Example Glycoproteomics Analysis with FragPipe
This example will show a complete glycoproteomics workflow analyzing a real dataset. The data is from the paper Integrated N-glycoproteomics Analysis of Human Saliva for Lung Cancer, which can be referenced as a guide.
Preparation
Install FragPipe if you have not done so already (instructions can be found here)
Download the raw data from ProteomeXchange(https://proteomecentral.proteomexchange.org/cgi/GetDataset?ID=PXD030670) or PRIDE (https://www.ebi.ac.uk/pride/archive/projects/PXD030670). These 6 raw files need to be downloaded:
- HILIC-normal-Intact_glycopeptides-1.raw
- HILIC-normal-Intact_glycopeptides-2.raw
- HILIC-normal-Intact_glycopeptides-3.raw
- HILIC-cancer-Intact_glycopeptides-1.raw
- HILIC-cancer-Intact_glycopeptides-2.raw
- HILIC-cancer-Intact_glycopeptides-3.raw
Set up the FragPipe Run
1) Load the glyco-N-LFQ workflow from the workflows menu on the Workflow tab (see the highlighted red box at the top of the screenshot below) 2) Load the .raw files to the LC-MS files table (using the Add Files button) and set the experiments and replicates as shown in the screenshot to distinguish the cancer and normal samples into separate experiments.
3) Load a protein FASTA on the Database tab. You can use a previous human fasta, or use the Download button to download a new one. If downloading, use the default settings (Human, review sequences only, add decoys, and add common contaminants).
4) (optional) Adjust any parameters. The default glyco-N-LFQ parameters are a good starting point for this analysis, so nothing needs to be changed prior to running. However, for other analyses, common areas to adjust are listed below (see the glyco settings tutorial for details):
- Load a different glycan list on the Glyco tab
- Enable Match Between Runs (MBR) on the Quant (MS1) tab. This will reduce the number of missing values in the output using the MBR algorithm.
- Generate a Skyline document to view the results in a different way or to use for alternative quantification. To do so, check the "Generate Skyline Document" box on the Skyline tab, and set the "Special Modifications Mode" to "N-glyco".
- Change the ion types for a different activation method on the MSFragger tab. For example, if analyzing EThcD data, the ion types should be b,y,c,z,Y instead of b,y,Y.
5) Run the Search by going to the Run tab, setting the output directory (where the results will be saved) and clicking “RUN”. The progress of the search will be displayed as it proceeds. For the default parameters, the search should take about 5-15 minutes (depending on the speed of your computer).
Analyze the Results
There are several different outputs that can be used to examine the identified peptides and glycopeptides:
- Quantified glycopeptides can be found in the combined_modified_peptide.tsv table.

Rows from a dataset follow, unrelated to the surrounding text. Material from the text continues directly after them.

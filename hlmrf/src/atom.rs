use num_traits::Float;
use std::collections::HashMap;
use crate::ModelError;

//

/// Index of an atom in an [`AtomStore`], which is also its index in the consensus array.
#[derive(Debug, Clone, Copy, PartialEq, Eq, Hash, PartialOrd, Ord)]
pub struct AtomId(pub usize);

/// Named ground atoms and their truth values in \[0, 1\].
///
/// An atom is either a random variable, whose value the reasoner optimizes,
/// or observed, whose value is fixed and folded into hyperplane constants at grounding.
/// [`AtomStore::values`] is the consensus array handed to the reasoner.
#[derive(Debug, Clone, Default)]
pub struct AtomStore<F>
{
    index: HashMap<String, usize>,
    names: Vec<String>,
    values: Vec<F>,
    observed: Vec<bool>,
}

impl<F: Float> AtomStore<F>
{
    pub fn new() -> Self
    {
        AtomStore {
            index: HashMap::new(),
            names: Vec::new(),
            values: Vec::new(),
            observed: Vec::new(),
        }
    }

    /// Adds a random variable atom with its initial value.
    pub fn add_random(&mut self, name: &str, value: F) -> Result<AtomId, ModelError>
    {
        self.add(name, value, false)
    }

    /// Adds an observed atom with its fixed value.
    pub fn add_observed(&mut self, name: &str, value: F) -> Result<AtomId, ModelError>
    {
        self.add(name, value, true)
    }

    fn add(&mut self, name: &str, value: F, observed: bool) -> Result<AtomId, ModelError>
    {
        let id = self.names.len();

        if self.index.contains_key(name) {
            return Err(ModelError::DuplicateAtom(name.to_string()));
        }
        Self::check_value(id, value)?;

        self.index.insert(name.to_string(), id);
        self.names.push(name.to_string());
        self.values.push(value);
        self.observed.push(observed);
        Ok(AtomId(id))
    }

    fn check_value(atom: usize, value: F) -> Result<(), ModelError>
    {
        if value >= F::zero() && value <= F::one() {
            Ok(())
        }
        else {
            Err(ModelError::AtomValueOutOfRange { atom })
        }
    }

    fn check_id(&self, id: AtomId) -> Result<usize, ModelError>
    {
        if id.0 < self.names.len() {
            Ok(id.0)
        }
        else {
            Err(ModelError::UnknownAtom { atom: id.0, len: self.names.len() })
        }
    }

    pub fn len(&self) -> usize
    {
        self.names.len()
    }

    pub fn is_empty(&self) -> bool
    {
        self.names.is_empty()
    }

    /// Looks up an atom by name.
    pub fn id(&self, name: &str) -> Option<AtomId>
    {
        self.index.get(name).map(|i| AtomId(*i))
    }

    pub fn name(&self, id: AtomId) -> Result<&str, ModelError>
    {
        let i = self.check_id(id)?;
        Ok(&self.names[i])
    }

    pub fn value(&self, id: AtomId) -> Result<F, ModelError>
    {
        let i = self.check_id(id)?;
        Ok(self.values[i])
    }

    /// Changes the value of an atom.
    ///
    /// For an observed atom the new value takes effect at the next grounding.
    pub fn set_value(&mut self, id: AtomId, value: F) -> Result<(), ModelError>
    {
        let i = self.check_id(id)?;
        Self::check_value(i, value)?;

        self.values[i] = value;
        Ok(())
    }

    pub fn is_observed(&self, id: AtomId) -> Result<bool, ModelError>
    {
        let i = self.check_id(id)?;
        Ok(self.observed[i])
    }

    /// Values of all atoms indexed by [`AtomId`].
    pub fn values(&self) -> &[F]
    {
        &self.values
    }

    pub(crate) fn values_mut(&mut self) -> &mut [F]
    {
        &mut self.values
    }

    /// Iterates over all atoms as `(id, name, value)`.
    pub fn iter(&self) -> impl Iterator<Item=(AtomId, &str, F)>
    {
        self.names.iter().zip(&self.values)
            .enumerate()
            .map(|(i, (n, v))| (AtomId(i), n.as_str(), *v))
    }
}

- Click the Open FragPipe-PDV viewer button on the Run tab to see the matched MS2 spectra for individual PSMs. For glycoPSMs, using the menu items below the spectrum, select “Other” / “Glycan B/Y” and “Other” / “Glycan: HexNAc remainder” to see the glycopeptide-specific fragment ions annotated on the spectra.
- PSMs can also be examined in table form using the psm.tsv tables inside each experiment folder in the results. The psm.tsv has all the match and score information for the peptide and glycan.
To generate volcano and PCA plots similar to figures S9 and S10 in the paper, we will use FragPipe-Analyst. Note that FragPipe-Analyst does not yet support glycopeptide-level results, so we will generate protein-level plots. Glycopeptide-level quant results are available in the combined_modified_peptide.tsv table.
- Click the Open FragPipe-Analyst button on the Run tab to navigate to FragPipe-Analyst (it will open in a web browser).
- Set the mode to “LFQ”
- Upload the combined_protein.tsv and experiment_annotation.tsv files from your results folder and click Run.
- Example plots are shown below. The volcano plot shows glycoprotein expression differences between the cancer and normal samples, the PCA plot shows the ability to separate cancer and normal samples from the protein level data, and 3 selected differentially expressed glycoproteins are highlighted in the feature table, showing the difference in detected abundance between cancer and normal samples.